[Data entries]
• • • •

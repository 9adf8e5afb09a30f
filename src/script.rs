use crate::config::WidgetConfig;
use serde_json::Value;
use std::collections::BTreeMap;

/// Default endpoint serving the widget bootstrap script.
pub const DEFAULT_WIDGET_URL: &str = "https://widget.bubblav.com/widget.js";

/// Marker attribute identifying a script element injected by this crate.
/// The document must never hold more than one script bearing it.
pub const MARKER_ATTR: &str = "data-bubblav-widget";

/// Attribute carrying the website identifier.
pub const SITE_ID_ATTR: &str = "data-site-id";

/// Resolve the script URL: a non-empty override wins, else the default.
pub fn widget_script_url(override_url: Option<&str>) -> String {
    match override_url {
        Some(url) if !url.trim().is_empty() => url.to_string(),
        _ => DEFAULT_WIDGET_URL.to_string(),
    }
}

/// Extract the optional configuration fields as a camelCase property map.
///
/// The site identifier travels in its own attribute and is stripped here;
/// unset options never appear.
pub fn config_props(config: &WidgetConfig) -> serde_json::Map<String, Value> {
    let mut map = match serde_json::to_value(config) {
        Ok(Value::Object(map)) => map,
        _ => serde_json::Map::new(),
    };
    map.remove("websiteId");
    map.retain(|_, value| !value.is_null());
    map
}

/// Translate property keys to the script's attribute naming convention:
/// `desktopPosition` becomes `data-desktop-position`, values stringified.
pub fn props_to_data_attributes(
    props: &serde_json::Map<String, Value>,
) -> BTreeMap<String, String> {
    props
        .iter()
        .map(|(key, value)| (format!("data-{}", camel_to_kebab(key)), stringify(value)))
        .collect()
}

/// Render the full `<script>` tag for this configuration.
pub fn render_script_tag(url: &str, config: &WidgetConfig) -> String {
    let mut tag = format!(
        "<script src=\"{}\" async defer {MARKER_ATTR}=\"true\" {SITE_ID_ATTR}=\"{}\"",
        escape_attr(url),
        escape_attr(&config.website_id),
    );
    for (name, value) in props_to_data_attributes(&config_props(config)) {
        tag.push_str(&format!(" {name}=\"{}\"", escape_attr(&value)));
    }
    tag.push_str("></script>");
    tag
}

fn camel_to_kebab(key: &str) -> String {
    let mut out = String::with_capacity(key.len() + 4);
    for ch in key.chars() {
        if ch.is_ascii_uppercase() {
            out.push('-');
            out.push(ch.to_ascii_lowercase());
        } else {
            out.push(ch);
        }
    }
    out
}

fn stringify(value: &Value) -> String {
    match value {
        Value::String(s) => s.clone(),
        Value::Bool(b) => b.to_string(),
        Value::Number(n) => n.to_string(),
        other => other.to_string(),
    }
}

fn escape_attr(value: &str) -> String {
    let mut out = String::with_capacity(value.len());
    for ch in value.chars() {
        match ch {
            '&' => out.push_str("&amp;"),
            '"' => out.push_str("&quot;"),
            '<' => out.push_str("&lt;"),
            '>' => out.push_str("&gt;"),
            _ => out.push(ch),
        }
    }
    out
}

#[cfg(test)]
mod tests {
    use super::*;
    use crate::config::CornerPosition;

    #[test]
    fn url_override_wins_when_non_empty() {
        assert_eq!(widget_script_url(None), DEFAULT_WIDGET_URL);
        assert_eq!(widget_script_url(Some("")), DEFAULT_WIDGET_URL);
        assert_eq!(widget_script_url(Some("  ")), DEFAULT_WIDGET_URL);
        assert_eq!(
            widget_script_url(Some("https://eu.bubblav.com/widget.js")),
            "https://eu.bubblav.com/widget.js"
        );
    }

    #[test]
    fn site_id_only_config_yields_no_attributes() {
        let cfg = WidgetConfig::new("abc123");
        let attrs = props_to_data_attributes(&config_props(&cfg));
        assert!(attrs.is_empty());
    }

    #[test]
    fn set_fields_translate_to_kebab_data_attributes() {
        let mut cfg = WidgetConfig::new("abc123");
        cfg.desktop_position = Some(CornerPosition::BottomLeft);
        let attrs = props_to_data_attributes(&config_props(&cfg));
        assert_eq!(attrs.len(), 1);
        assert_eq!(attrs["data-desktop-position"], "bottom-left");
    }

    #[test]
    fn booleans_and_copy_stringify() {
        let mut cfg = WidgetConfig::new("abc123");
        cfg.powered_by_visible = Some(false);
        cfg.bot_name = Some("Ava".into());
        let attrs = props_to_data_attributes(&config_props(&cfg));
        assert_eq!(attrs["data-powered-by-visible"], "false");
        assert_eq!(attrs["data-bot-name"], "Ava");
    }

    #[test]
    fn rendered_tag_carries_marker_and_site_id() {
        let mut cfg = WidgetConfig::new("abc123");
        cfg.bubble_color = Some("#3b82f6".into());
        let tag = render_script_tag(DEFAULT_WIDGET_URL, &cfg);
        assert!(tag.starts_with("<script src=\"https://widget.bubblav.com/widget.js\""));
        assert!(tag.contains("async defer"));
        assert!(tag.contains("data-bubblav-widget=\"true\""));
        assert!(tag.contains("data-site-id=\"abc123\""));
        assert!(tag.contains("data-bubble-color=\"#3b82f6\""));
        assert!(tag.ends_with("></script>"));
    }

    #[test]
    fn attribute_values_are_escaped() {
        let mut cfg = WidgetConfig::new("abc123");
        cfg.greeting_message = Some("Hi \"there\" <b>&co</b>".into());
        let tag = render_script_tag(DEFAULT_WIDGET_URL, &cfg);
        assert!(tag.contains("data-greeting-message=\"Hi &quot;there&quot; &lt;b&gt;&amp;co&lt;/b&gt;\""));
    }
}
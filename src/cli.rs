// src/cli.rs

//! CLI argument parsing using `clap`.

use std::path::PathBuf;

use clap::{Parser, Subcommand, ValueEnum};

use crate::types::LogicInputsPolicy;

/// Command-line arguments for `fielddag`.
#[derive(Debug, Clone, Parser)]
#[command(
    name = "fielddag",
    version,
    about = "Validate node/field dependency graphs and print their evaluation order.",
    long_about = None
)]
pub struct CliArgs {
    /// Path to the config file (TOML).
    ///
    /// Default: `FieldDag.toml` in the current working directory, if present.
    #[arg(long, value_name = "PATH", global = true)]
    pub config: Option<PathBuf>,

    /// Logging level (error, warn, info, debug, trace).
    ///
    /// If omitted, `FIELDDAG_LOG` or a default level will be used.
    #[arg(long, value_enum, value_name = "LEVEL", global = true)]
    pub log_level: Option<LogLevel>,

    /// Override `[model].logic_inputs` from the config file.
    #[arg(long, value_enum, value_name = "POLICY", global = true)]
    pub logic_inputs: Option<LogicInputsPolicy>,

    #[command(subcommand)]
    pub command: Command,
}

#[derive(Debug, Clone, Subcommand)]
pub enum Command {
    /// Load a graph document and report whether it is valid.
    Validate {
        /// Graph document (JSON). Defaults to `[document].path`.
        document: Option<PathBuf>,
    },

    /// Print the dependency-respecting evaluation order.
    Order {
        document: Option<PathBuf>,

        /// Order fields instead of nodes.
        #[arg(long)]
        fields: bool,
    },

    /// Print the fields a node produces and consumes.
    Fields {
        document: Option<PathBuf>,

        #[arg(long, value_name = "ID")]
        node: String,
    },

    /// Re-serialize a validated graph with every collection sorted by id.
    Normalize {
        document: Option<PathBuf>,

        /// Write to this file instead of stdout.
        #[arg(long, value_name = "PATH")]
        output: Option<PathBuf>,
    },
}

impl Command {
    /// The document path given on the command line, if any.
    pub fn document(&self) -> Option<&PathBuf> {
        match self {
            Command::Validate { document }
            | Command::Order { document, .. }
            | Command::Fields { document, .. }
            | Command::Normalize { document, .. } => document.as_ref(),
        }
    }
}

/// Log level as exposed on the CLI.
#[derive(Debug, Copy, Clone, ValueEnum)]
pub enum LogLevel {
    Error,
    Warn,
    Info,
    Debug,
    Trace,
}

/// Convenience wrapper around `CliArgs::parse()`.
pub fn parse() -> CliArgs {
    CliArgs::parse()
}
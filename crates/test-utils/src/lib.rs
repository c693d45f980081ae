pub mod builders;

use std::path::Path;
use std::sync::Once;

use anyhow::Result;
use fielddag::dag::DagDocument;
use tracing_subscriber::{fmt, EnvFilter};

static INIT: Once = Once::new();

/// Initialise tracing for tests.
///
/// - Uses `with_test_writer()`, so logs are captured per-test.
/// - The Rust test harness only prints captured output for **failing** tests
///   (unless you run with `-- --nocapture`).
///
/// Enable levels with e.g.:
/// `RUST_LOG=debug cargo test`
pub fn init_tracing() {
    INIT.call_once(|| {
        let filter =
            EnvFilter::try_from_default_env().unwrap_or_else(|_| EnvFilter::new("info"));

        fmt()
            .with_env_filter(filter)
            .with_test_writer() // print only for failing tests unless --nocapture
            .with_target(true)
            .init();
    });
}

/// Write `doc` as pretty JSON to `path`.
pub fn write_json(path: &Path, doc: &DagDocument) -> Result<()> {
    let json = fielddag::document::to_json_string(doc)?;
    std::fs::write(path, json)?;
    Ok(())
}
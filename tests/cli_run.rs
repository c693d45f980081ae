use std::error::Error;
use std::path::Path;

use clap::Parser;
use fielddag::cli::{CliArgs, Command};
use fielddag::dag::DagDocument;
use fielddag::document::read_document;
use fielddag::errors::{EntityKind, FieldDagError, ValidationError};
use fielddag::run;
use fielddag_test_utils::builders::{DocumentBuilder, FieldBuilder, NodeBuilder, logic};
use fielddag_test_utils::{init_tracing, write_json};
use tempfile::tempdir;

type TestResult = Result<(), Box<dyn Error>>;

/// Two nodes feeding a computed field; written out of id order on purpose.
fn pricing() -> DagDocument {
    DocumentBuilder::new()
        .named("g-1", "pricing")
        .with_node(NodeBuilder::new("calc").input("price").input("qty").output("sum").build())
        .with_node(NodeBuilder::new("load").output("qty").output("price").build())
        .with_edge("load", "calc")
        .with_field(FieldBuilder::new("sum").depends_on("qty").depends_on("price").build())
        .with_field(FieldBuilder::new("qty").build())
        .with_field(FieldBuilder::new("price").build())
        .with_logic(logic("sum", &["price", "qty"]))
        .build()
}

fn args(argv: &[&str]) -> CliArgs {
    let mut full = vec!["fielddag"];
    full.extend_from_slice(argv);
    CliArgs::try_parse_from(full).unwrap()
}

fn path_str(path: &Path) -> &str {
    path.to_str().unwrap()
}

#[test]
fn subcommands_parse_with_document_and_flags() {
    let parsed = args(&["order", "g.json", "--fields", "--logic-inputs", "superset"]);
    assert!(matches!(parsed.command, Command::Order { fields: true, .. }));
    assert_eq!(parsed.command.document().unwrap(), Path::new("g.json"));
    assert!(parsed.logic_inputs.is_some());

    let parsed = args(&["fields", "--node", "calc"]);
    assert!(matches!(parsed.command, Command::Fields { ref node, .. } if node == "calc"));
    assert!(parsed.command.document().is_none());

    assert!(CliArgs::try_parse_from(["fielddag", "fields", "g.json"]).is_err());
    assert!(CliArgs::try_parse_from(["fielddag", "validate", "--logic-inputs", "loose"]).is_err());
}

#[test]
fn validate_and_order_succeed_on_a_valid_document() -> TestResult {
    init_tracing();
    let dir = tempdir()?;
    let doc_path = dir.path().join("pricing.json");
    write_json(&doc_path, &pricing())?;

    run(args(&["validate", path_str(&doc_path)]))?;
    run(args(&["order", path_str(&doc_path)]))?;
    run(args(&["order", path_str(&doc_path), "--fields"]))?;
    run(args(&["fields", path_str(&doc_path), "--node", "calc"]))?;

    Ok(())
}

#[test]
fn normalize_writes_a_sorted_symmetric_document() -> TestResult {
    init_tracing();
    let dir = tempdir()?;
    let doc_path = dir.path().join("pricing.json");
    let out_path = dir.path().join("normalized.json");
    write_json(&doc_path, &pricing())?;

    run(args(&[
        "normalize",
        path_str(&doc_path),
        "--output",
        path_str(&out_path),
    ]))?;

    let out = read_document(&out_path)?;
    let node_ids: Vec<&str> = out.nodes.iter().map(|n| n.id.as_str()).collect();
    let field_ids: Vec<&str> = out.fields.iter().map(|f| f.id.as_str()).collect();
    assert_eq!(node_ids, vec!["calc", "load"]);
    assert_eq!(field_ids, vec!["price", "qty", "sum"]);
    assert_eq!(out.nodes[0].pre_node_ids, vec!["load".to_string()]);
    assert_eq!(out.nodes[1].next_node_ids, vec!["calc".to_string()]);
    assert_eq!(out.id.as_deref(), Some("g-1"));
    assert_eq!(out.name.as_deref(), Some("pricing"));

    Ok(())
}

#[test]
fn fields_for_unknown_node_is_not_found() -> TestResult {
    let dir = tempdir()?;
    let doc_path = dir.path().join("pricing.json");
    write_json(&doc_path, &pricing())?;

    let err = run(args(&["fields", path_str(&doc_path), "--node", "nope"])).unwrap_err();

    assert_eq!(
        err.downcast_ref::<ValidationError>(),
        Some(&ValidationError::NotFound {
            kind: EntityKind::Node,
            id: "nope".into(),
        })
    );
    Ok(())
}

#[test]
fn invalid_document_fails_with_context() -> TestResult {
    let dir = tempdir()?;
    let doc_path = dir.path().join("loop.json");
    let looped = DocumentBuilder::new()
        .with_plain_node("A")
        .with_plain_node("B")
        .with_edge("A", "B")
        .with_edge("B", "A")
        .build();
    write_json(&doc_path, &looped)?;

    let err = run(args(&["validate", path_str(&doc_path)])).unwrap_err();

    assert!(format!("{err:#}").contains("failed to load graph from"));
    match err.downcast_ref::<FieldDagError>() {
        Some(FieldDagError::Validation(inner)) => {
            assert_eq!(inner.cycle_path(), Some(&["A".to_string(), "B".to_string()][..]));
        }
        other => panic!("Expected Validation error, got: {:?}", other),
    }
    Ok(())
}

#[test]
fn logic_inputs_flag_overrides_config() -> TestResult {
    let dir = tempdir()?;
    let doc_path = dir.path().join("wide.json");
    // The binding reads `b` although the field only declares `a`.
    let wide = DocumentBuilder::new()
        .with_node(NodeBuilder::new("n").input("a").input("b").output("c").build())
        .with_field(FieldBuilder::new("a").build())
        .with_field(FieldBuilder::new("b").build())
        .with_field(FieldBuilder::new("c").depends_on("a").build())
        .with_logic(logic("c", &["a", "b"]))
        .build();
    write_json(&doc_path, &wide)?;

    assert!(run(args(&["validate", path_str(&doc_path)])).is_err());
    run(args(&[
        "validate",
        path_str(&doc_path),
        "--logic-inputs",
        "superset",
    ]))?;

    Ok(())
}

#[test]
fn document_path_falls_back_to_config() -> TestResult {
    let dir = tempdir()?;
    let doc_path = dir.path().join("from-config.json");
    let cfg_path = dir.path().join("FieldDag.toml");
    write_json(&doc_path, &pricing())?;
    std::fs::write(
        &cfg_path,
        format!("[document]\npath = {:?}\n", path_str(&doc_path)),
    )?;

    run(args(&["--config", path_str(&cfg_path), "validate"]))?;

    std::fs::remove_file(&doc_path)?;
    let err = run(args(&["--config", path_str(&cfg_path), "validate"])).unwrap_err();
    assert!(matches!(
        err.downcast_ref::<FieldDagError>(),
        Some(FieldDagError::IoError(_))
    ));

    Ok(())
}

• • • •

Your task is to find each line in the entries that contains the string "failing" and copy it.

• SOLUTION FOR THIS TASK:
/// - The Rust test harness only prints captured output for **failing** tests
            .with_test_writer() // print only for failing tests unless --nocapture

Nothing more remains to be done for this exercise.